Bug 751621 – Please make the genered IDs deterministic

After an evaluation, GNOME has moved from Bugzilla to GitLab. Learn more about GitLab.
No new issues can be reported in GNOME Bugzilla anymore.
To report an issue in a GNOME project, go to GNOME GitLab.
Do not go to GNOME Gitlab for: Bluefish, Doxygen, GnuCash, GStreamer, java-gnome, LDTP, NetworkManager, Tomboy.

Bug 751621 - Please make the genered IDs deterministic


Summary:	Please make the genered IDs deterministic


Status:	RESOLVED OBSOLETE

Product:	libxslt
Classification:	Platform
Component:	general
Version:	unspecified
Hardware:	Other All

Importance:	Normal enhancement
Target Milestone:	---
Assigned To:	Daniel Veillard
QA Contact:	libxml QA maintainers

URL:
Whiteboard:

Depends on:
Blocks:

Reported:	2015-06-28 22:22 UTC by Mattia Rizzolo
Modified:	2021-07-05 11:01 UTC

See Also:
GNOME target:	---
GNOME version:	---

Attachments
Make-generate-id-deterministic.patch (2.04 KB, patch) 2015-06-28 22:22 UTC, Mattia Rizzolo	none	Details \| Review
Implements deterministic generate-id with a lookaside index (4.54 KB, patch) 2015-06-30 18:50 UTC, Andrew Ayer	none	Details \| Review
A patch with no performance loss (4.62 KB, patch) 2015-07-01 09:04 UTC, Daniel Veillard	none	Details \| Review

Description Mattia Rizzolo 2015-06-28 22:22:08 UTC

Created attachment 306252 [details] [review]
Make-generate-id-deterministic.patch

generate-id() used to return identifiers based on the memory address of the node object. This unfortunately prevents documentation to be built reproducible. In the proposed patch we now increment a static counter and store its value in the node _private on the first invocation of generate-id().

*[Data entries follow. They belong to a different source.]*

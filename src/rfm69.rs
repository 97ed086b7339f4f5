//! RFM69 radio driver.
//!
//! A blocking driver for RFM69 series FSK packet radio modules, built on
//! the `embedded-hal` SPI, GPIO and delay traits.

use crate::read_write::ReadWrite;
use crate::registers::Register;
use crate::settings::{
    encode_tx_power, frf_from_mhz, mhz_from_frf, rssi_dbm, SyncConfiguration, BASE_CONFIG,
    RF69_CHIP_VERSION, RF69_FIFO_SIZE, RF69_MAX_PAYLOAD_LEN, RF_IRQFLAGS1_MODEREADY,
    RF_IRQFLAGS2_PACKETSENT, RF_IRQFLAGS2_PAYLOADREADY, RF_PACKET2_AES_ON, RF_TESTPA1_BOOST,
    RF_TESTPA1_NORMAL, RF_TESTPA2_BOOST, RF_TESTPA2_NORMAL,
};
use embedded_hal::delay::DelayNs;
use embedded_hal::digital::OutputPin;
use heapless::Vec;
use log::{debug, error, warn};

/// Errors that can occur when interacting with the RFM69 module.
#[derive(Debug, PartialEq, Eq)]
#[cfg_attr(feature = "defmt", derive(defmt::Format))]
pub enum Rfm69Error {
    /// Failed to drive the reset pin.
    ResetError,
    /// An SPI write transaction failed.
    SpiWriteError,
    /// An SPI read transaction failed.
    SpiReadError,
    /// The version register did not identify an RFM69. Carries the byte
    /// that was read; 0x00 and 0xFF point at wiring rather than firmware.
    UnexpectedIdentity(u8),
    /// Invalid configuration provided.
    ConfigurationError,
    /// The chip did not report packet sent within the transmit deadline.
    SendTimeout,
}

/// Operating mode of the RFM69 module.
#[derive(Clone, Copy, Debug, PartialEq, Eq)]
#[cfg_attr(feature = "defmt", derive(defmt::Format))]
pub enum Rfm69Mode {
    /// Sleep mode - lowest power consumption.
    Sleep = 0x00,
    /// Standby mode - ready to transmit or receive.
    Standby = 0x04,
    /// Frequency synthesizer mode.
    Fs = 0x08,
    /// Transmit mode.
    Tx = 0x0C,
    /// Receive mode.
    Rx = 0x10,
}

/// Configuration for initializing the RFM69 module.
#[derive(Clone)]
pub struct Rfm69Config {
    /// Carrier frequency in MHz.
    pub frequency_mhz: f32,
    /// Transmit power in dBm.
    pub tx_power: i8,
    /// Whether the module is a high power variant (RFM69HW/HCW).
    pub is_high_power: bool,
    /// Sync word detection configuration.
    pub sync_configuration: SyncConfiguration,
    /// Sync words, of which the first `sync_word_len` are used.
    pub sync_words: [u8; 8],
    /// Number of sync words to program (1 to 8).
    pub sync_word_len: usize,
    /// Preamble length in bytes.
    pub preamble_length: u16,
    /// Optional 16-byte AES key. `None` disables hardware encryption.
    pub encryption_key: Option<[u8; 16]>,
}

impl Default for Rfm69Config {
    fn default() -> Self {
        Self {
            frequency_mhz: 433.0,
            tx_power: 20,
            is_high_power: true,
            sync_configuration: SyncConfiguration::FifoFillAuto { sync_tolerance: 0 },
            sync_words: [0x2D, 0xD4, 0x00, 0x00, 0x00, 0x00, 0x00, 0x00],
            sync_word_len: 2,
            preamble_length: 4,
            encryption_key: None,
        }
    }
}

/// A received frame together with the signal strength measured for it.
#[derive(Debug, Clone, PartialEq, Eq)]
#[cfg_attr(feature = "defmt", derive(defmt::Format))]
pub struct ReceivedPacket {
    /// Payload bytes, without the length prefix.
    pub payload: Vec<u8, RF69_FIFO_SIZE>,
    /// RSSI sampled while the frame was still in the FIFO, in dBm.
    pub rssi_dbm: i16,
}

/// RFM69 radio driver instance.
///
/// Generic over the SPI device, reset pin and delay provider. The handle
/// owns the chip exclusively and tracks its operating mode, the configured
/// transmit power and the signal strength of the last received frame.
pub struct Rfm69<SPI, RESET, D> {
    spi: SPI,
    reset_pin: RESET,
    delay: D,
    tx_power: i8,
    is_high_power: bool,
    boost: bool,
    current_mode: Rfm69Mode,
    last_rssi: i16,
}
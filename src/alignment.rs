// Read-only views of spliced alignments
use rust_htslib::bam::record::{Aux, Cigar};
use rust_htslib::bam::Record;

use crate::error::{Error, Result};
use crate::interval::{Interval, Strand};

/// A contiguous aligned block and the reference skip that follows it, if any.
#[derive(Debug, Clone, PartialEq, Eq)]
pub struct Segment {
    pub block: Interval,
    pub gap_after: Option<u64>,
}

/// What the support classifier needs to know about an alignment.
pub trait AlignmentView {
    fn mapped_interval(&self) -> &Interval;
    fn is_unique(&self) -> bool;
    fn segments(&self) -> &[Segment];
}

/// Owned alignment. Sources hand these out so each region works on its own copy.
#[derive(Debug, Clone, PartialEq, Eq)]
pub struct Alignment {
    pub read_name: String,
    mapped_interval: Interval,
    unique: bool,
    segments: Vec<Segment>,
}

impl Alignment {
    pub fn new(read_name: impl Into<String>, segments: Vec<Segment>, unique: bool) -> Result<Self> {
        let (chrom, strand, start, end) = match (segments.first(), segments.last()) {
            (Some(first), Some(last)) => (
                first.block.chrom().to_string(),
                first.block.strand(),
                first.block.start(),
                last.block.end(),
            ),
            _ => {
                return Err(Error::Alignment(
                    "alignment needs at least one aligned block".to_string(),
                ))
            }
        };
        Ok(Alignment {
            read_name: read_name.into(),
            mapped_interval: Interval::new(chrom, start, end, strand)?,
            unique,
            segments,
        })
    }

    /// Decodes a mapped BAM record. Returns `None` for unmapped records and
    /// records without reference-consuming CIGAR operations.
    pub fn from_record(record: &Record, chrom: &str) -> Result<Option<Alignment>> {
        if record.is_unmapped() || record.pos() < 0 {
            return Ok(None);
        }
        let strand = if record.is_reverse() {
            Strand::Reverse
        } else {
            Strand::Forward
        };
        let cigar = record.cigar();
        let segments = segments_from_cigar(chrom, record.pos() as u64, strand, cigar.iter())?;
        if segments.is_empty() {
            return Ok(None);
        }
        let read_name = String::from_utf8_lossy(record.qname()).to_string();
        Alignment::new(read_name, segments, is_unique_record(record)).map(Some)
    }

    pub fn strand(&self) -> Strand {
        self.mapped_interval.strand()
    }

    /// Copy of this alignment with the strand of the alignment and of every
    /// block overwritten.
    pub fn with_strand(&self, strand: Strand) -> Alignment {
        Alignment {
            read_name: self.read_name.clone(),
            mapped_interval: self.mapped_interval.with_strand(strand),
            unique: self.unique,
            segments: self
                .segments
                .iter()
                .map(|s| Segment {
                    block: s.block.with_strand(strand),
                    gap_after: s.gap_after,
                })
                .collect(),
        }
    }
}

impl AlignmentView for Alignment {
    fn mapped_interval(&self) -> &Interval {
        &self.mapped_interval
    }

    fn is_unique(&self) -> bool {
        self.unique
    }

    fn segments(&self) -> &[Segment] {
        &self.segments
    }
}

/// A single best placement: `NH == 1`, or primary when the aligner wrote no NH tag.
fn is_unique_record(record: &Record) -> bool {
    let hits = match record.aux(b"NH") {
        Ok(Aux::U8(n)) => Some(n as i64),
        Ok(Aux::U16(n)) => Some(n as i64),
        Ok(Aux::U32(n)) => Some(n as i64),
        Ok(Aux::I8(n)) => Some(n as i64),
        Ok(Aux::I16(n)) => Some(n as i64),
        Ok(Aux::I32(n)) => Some(n as i64),
        _ => None,
    };
    match hits {
        Some(n) => n == 1,
        None => !record.is_secondary() && !record.is_supplementary(),
    }
}

/// Splits a CIGAR into aligned blocks separated by reference skips (`N`).
/// Deletions stay inside their block; insertions and clips consume no reference.
pub fn segments_from_cigar<'a, I>(chrom: &str, pos: u64, strand: Strand, cigar: I) -> Result<Vec<Segment>>
where
    I: IntoIterator<Item = &'a Cigar>,
{
    let mut segments = Vec::new();
    let mut block_start = pos;
    let mut current = pos;
    for op in cigar {
        match op {
            Cigar::Match(l) | Cigar::Equal(l) | Cigar::Diff(l) | Cigar::Del(l) => {
                current += *l as u64;
            }
            Cigar::RefSkip(l) => {
                if current > block_start {
                    segments.push(Segment {
                        block: Interval::new(chrom, block_start, current, strand)?,
                        gap_after: Some(*l as u64),
                    });
                } else if let Some(last) = segments.last_mut() {
                    // N directly after N: merge into one skip
                    last.gap_after = last.gap_after.map(|g| g + *l as u64);
                }
                current += *l as u64;
                block_start = current;
            }
            Cigar::Ins(_) | Cigar::SoftClip(_) | Cigar::HardClip(_) | Cigar::Pad(_) => {}
        }
    }
    if current > block_start {
        segments.push(Segment {
            block: Interval::new(chrom, block_start, current, strand)?,
            gap_after: None,
        });
    } else if let Some(last) = segments.last_mut() {
        // trailing skip with no block after it is not a junction
        last.gap_after = None;
    }
    Ok(segments)
}

#[cfg(test)]
mod tests {
    use super::*;
    use rust_htslib::bam::record::CigarString;

    fn segments(pos: u64, ops: Vec<Cigar>) -> Vec<Segment> {
        let cigar = CigarString(ops);
        segments_from_cigar("chr1", pos, Strand::Forward, cigar.iter()).unwrap()
    }

    fn bounds(segments: &[Segment]) -> Vec<(u64, u64, Option<u64>)> {
        segments
            .iter()
            .map(|s| (s.block.start(), s.block.end(), s.gap_after))
            .collect()
    }

    #[test]
    fn unspliced_read_is_one_block() {
        let s = segments(100, vec![Cigar::SoftClip(5), Cigar::Match(50), Cigar::SoftClip(3)]);
        assert_eq!(bounds(&s), vec![(100, 150, None)]);
    }

    #[test]
    fn ref_skip_splits_blocks() {
        let s = segments(100, vec![Cigar::Match(30), Cigar::RefSkip(500), Cigar::Match(20)]);
        assert_eq!(bounds(&s), vec![(100, 130, Some(500)), (630, 650, None)]);
    }

    #[test]
    fn deletions_and_insertions_stay_inside_block() {
        let s = segments(
            100,
            vec![Cigar::Match(10), Cigar::Del(4), Cigar::Match(10), Cigar::Ins(3), Cigar::Match(6)],
        );
        assert_eq!(bounds(&s), vec![(100, 130, None)]);
    }

    #[test]
    fn multiple_junctions() {
        let s = segments(
            0,
            vec![
                Cigar::Match(10),
                Cigar::RefSkip(90),
                Cigar::Equal(10),
                Cigar::Diff(1),
                Cigar::RefSkip(100),
                Cigar::Match(5),
            ],
        );
        assert_eq!(
            bounds(&s),
            vec![(0, 10, Some(90)), (100, 111, Some(100)), (211, 216, None)]
        );
    }

    #[test]
    fn dangling_skips_are_not_junctions() {
        let s = segments(100, vec![Cigar::RefSkip(50), Cigar::Match(20), Cigar::RefSkip(10)]);
        assert_eq!(bounds(&s), vec![(150, 170, None)]);
    }

    #[test]
    fn with_strand_rewrites_every_block() {
        let s = segments(100, vec![Cigar::Match(30), Cigar::RefSkip(500), Cigar::Match(20)]);
        let aln = Alignment::new("r1", s, true).unwrap();
        let flipped = aln.with_strand(Strand::Reverse);
        assert_eq!(flipped.strand(), Strand::Reverse);
        assert!(flipped.segments().iter().all(|s| s.block.strand() == Strand::Reverse));
        assert_eq!(aln.strand(), Strand::Forward);
        assert_eq!(flipped.mapped_interval().start(), 100);
        assert_eq!(flipped.mapped_interval().end(), 650);
    }

    #[test]
    fn record_decoding() {
        let mut record = Record::new();
        let cigar = CigarString(vec![Cigar::Match(4), Cigar::RefSkip(10), Cigar::Match(4)]);
        record.set(b"read1", Some(&cigar), b"ACGTACGT", &[30; 8]);
        record.set_pos(99);
        record.set_tid(0);
        record.set_flags(16);
        record.push_aux(b"NH", Aux::U8(1)).unwrap();
        let aln = Alignment::from_record(&record, "chr1").unwrap().unwrap();
        assert_eq!(aln.read_name, "read1");
        assert_eq!(aln.strand(), Strand::Reverse);
        assert!(aln.is_unique());
        assert_eq!(bounds(aln.segments()), vec![(99, 103, Some(10)), (113, 117, None)]);
    }

    #[test]
    fn multimapper_is_not_unique() {
        let mut record = Record::new();
        let cigar = CigarString(vec![Cigar::Match(8)]);
        record.set(b"read2", Some(&cigar), b"ACGTACGT", &[30; 8]);
        record.set_pos(10);
        record.set_flags(0);
        record.push_aux(b"NH", Aux::U8(3)).unwrap();
        let aln = Alignment::from_record(&record, "chr1").unwrap().unwrap();
        assert!(!aln.is_unique());
    }

    #[test]
    fn unmapped_record_is_skipped() {
        let mut record = Record::new();
        record.set(b"read3", None, b"ACGT", &[30; 4]);
        record.set_flags(4);
        assert!(Alignment::from_record(&record, "chr1").unwrap().is_none());
    }
}
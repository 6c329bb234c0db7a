// Alignment sources queried region by region
use std::collections::HashMap;
use std::path::Path;

use log::warn;
use rust_htslib::bam::{self, Read};

use crate::alignment::{Alignment, AlignmentView};
use crate::error::Result;
use crate::interval::{Interval, StrandMatch};

pub type AlignmentIter<'a> = Box<dyn Iterator<Item = Result<Alignment>> + 'a>;

/// Anything that can hand out the alignments overlapping a region, any number of times.
pub trait AlignmentSource {
    fn fetch<'a>(&'a mut self, region: &Interval) -> Result<AlignmentIter<'a>>;
}

/// Coordinate-sorted, indexed BAM file.
pub struct IndexedBam {
    reader: bam::IndexedReader,
    refname_to_tid: HashMap<String, u32>,
}

impl IndexedBam {
    pub fn open(path: &Path) -> Result<Self> {
        let reader = bam::IndexedReader::from_path(path)?;
        let refname_to_tid = reader
            .header()
            .target_names()
            .iter()
            .enumerate()
            .map(|(i, name)| (String::from_utf8_lossy(name).to_string(), i as u32))
            .collect();
        Ok(IndexedBam {
            reader,
            refname_to_tid,
        })
    }
}

impl AlignmentSource for IndexedBam {
    /// Mapped records overlapping `region`, on either strand.
    fn fetch<'a>(&'a mut self, region: &Interval) -> Result<AlignmentIter<'a>> {
        let tid = match self.refname_to_tid.get(region.chrom()) {
            Some(tid) => *tid,
            None => {
                warn!("Reference {} not found in BAM header, skipping {}", region.chrom(), region);
                return Ok(Box::new(std::iter::empty()));
            }
        };
        self.reader.fetch((tid, region.start(), region.end()))?;
        let chrom = region.chrom().to_string();
        let records = self.reader.records().filter_map(move |result| match result {
            Ok(record) => Alignment::from_record(&record, &chrom).transpose(),
            Err(e) => Some(Err(e.into())),
        });
        Ok(Box::new(records))
    }
}

/// In-memory source, mostly for tests and small inputs.
#[derive(Debug, Clone, Default)]
pub struct VecSource {
    alignments: Vec<Alignment>,
}

impl VecSource {
    pub fn new(alignments: Vec<Alignment>) -> Self {
        VecSource { alignments }
    }
}

impl AlignmentSource for VecSource {
    /// Every alignment sharing bases with `region`, whatever its strand.
    fn fetch<'a>(&'a mut self, region: &Interval) -> Result<AlignmentIter<'a>> {
        let region = region.clone();
        Ok(Box::new(
            self.alignments
                .iter()
                .filter(move |aln| {
                    let iv = aln.mapped_interval();
                    iv.overlaps(&region.with_strand(iv.strand()), StrandMatch::Exact)
                })
                .cloned()
                .map(Ok),
        ))
    }
}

This helps carry on the Debian Reproducible Builds project [0], where this patch got written and widely tested, and the the Fedora folks where they need to strip those IDs for multi-arch reasons [1].



[0] https://wiki.debian.org/ReproducibleBuilds
[1] basically Fedora compiles all binary packages, including noarch ones; even if all the copies but one are discarded, they are compared, so they must be the same. To do so they pass the output of whatever xslt based through sed to directly drop that ID => ugly.

Comment 1 Daniel Veillard 2015-06-29 01:49:40 UTC

Obvious problem, you leak, all those blocks of memory allocated
are never freed. If you allocate for __private, you must keep track
of it and free, because libxml2 can't as the object was allocated
outside libxml2.
__private is also used for other things like keys in libxslt,
so if you use a key on a node where you generate an id you very likely
break the key or break the uniqueness of the id.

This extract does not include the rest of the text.